ScienceDaily’nin haberine göre araştırmacılar, Covid-19 salgının ilk haftalarında ABD ve Kanada’da 18-91 yaş aralığındaki 776 kişinin duygusal durumunu inceledi.
Araştırma kapsamında, 18-39, 40-59, 60 ve üzeri yaş gurubuna, mart ve nisan aylarında günlük yapılan anketlerde, stres faktörleri, olumlu etkinlikler ve duygusal durumlarına ilişkin çeşitli sorular soruldu.
Elde edilen verilere göre 60 yaş üzerindeki grup, kendilerini Covid-19 karşısında daha az stresli hissederken, duygusal anlamda daha güçlü bir dönem geçirdi.
Araştırmada, yaşlı ve orta yaşlı grubun gençlere kıyasla daha olumlu duyguların artmasına yardımcı olan daha fazla olumlu etkileşim yaşadıkları ortaya kondu.
Araştırmacılar, bulguların tüm yaş gruplarındaki yetişkinler için akıl sağlığını güçlendirecek program ve stratejilerin geliştirilmesine yardımcı olabileceğine dikkati çekti.
“TECRÜBE VE BİLGİ BİRİKİMLERİYLE STRESLE BAŞA ÇIKMADA DAHA BAŞARILILAR”
Araştırmacılardan Patrick Klaiber, gruplardaki stres düzeylerindeki farkın yaşa bağlı stres faktörlerinden ve yaş guruplarının strese karşı geliştirdiği tepkilerden kaynaklandığını belirtti.
Klaiber, yaşlıların genellikle duygusal olarak daha kırılgan tasvir edilmesine karşın bulguların onların dirençli olduklarına dair yeni kanıtlar sunduğunu kaydetti.
60 yaş ve üzerinin salgının bulaşma oranı, salgına bağlı ölüm riski ve hastalık gibi tehlikeli sonuçlarına bağlı stres faktörüne maruz kaldığına işaret eden Klaiber, bu grubun tecrübe ve bilgi birikimleri sayesinde stresle başa çıkmada daha başarılı olduklarını ifade etti.
Klaiber, 18-39 yaş aralığındakilerin de salgın döneminde yalnızlık ve psikolojik sıkıntılar nedeniyle daha büyük risk altında olduğunu ileri sürdü.

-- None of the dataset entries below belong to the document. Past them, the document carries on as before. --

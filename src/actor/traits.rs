//! The traits application code implements (§4.4, §6.1).

use super::context::ActorContext;
use crate::event::Event;

/// A single actor. Owned exclusively by one [`crate::scheduler::VirtualCore`]
/// for its whole lifetime; never touched from any other thread.
///
/// `on_init` is the only required method — an actor with no event handlers
/// is legal (if useless), so registering for events is something the actor
/// does itself inside `on_init` via [`ActorContext::register_event`], not
/// something the trait forces on every implementor.
pub trait Actor: Sized + 'static {
    /// Called once after construction, before any event is dispatched.
    /// Returning `false` discards the actor immediately: it is never
    /// scheduled, never receives `on_init` again, and its id is retired.
    fn on_init(&mut self, ctx: &mut ActorContext<'_, Self>) -> bool;
}

/// Binds a concrete handler for event type `E` on actor `A`. An actor may
/// implement this for as many event types as it registers for via
/// [`ActorContext::register_event`].
pub trait Handler<E: Event>: Actor {
    fn on(&mut self, event: E, ctx: &mut ActorContext<'_, Self>);
}

/// Opts an actor into a per-tick callback (§4.5's drain-order step 3).
/// Invoked at most once per scheduler tick, never re-entrantly with any
/// event handler, and never after the actor has been killed.
pub trait ICallback: Actor {
    fn on_callback(&mut self, ctx: &mut ActorContext<'_, Self>);
}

Genç ve orta yaşlı yetişkin grubunun evden çalışma, çocukların evde eğitimi ve işsizlik gibi aile ve işle ilgili zorluklarla karşı karşıya kaldığını hatırlatan Klaiber, bu grupların kişisel problemler gibi salgın kaynaklı olmayan stres faktörlerine maruz kalma olasılığının daha yüksek olduğunu vurguladı.
Araştırmanın sonuçları, “Gerontoloji Dergisi”nde (Journal of Gerontology) yayımlandı.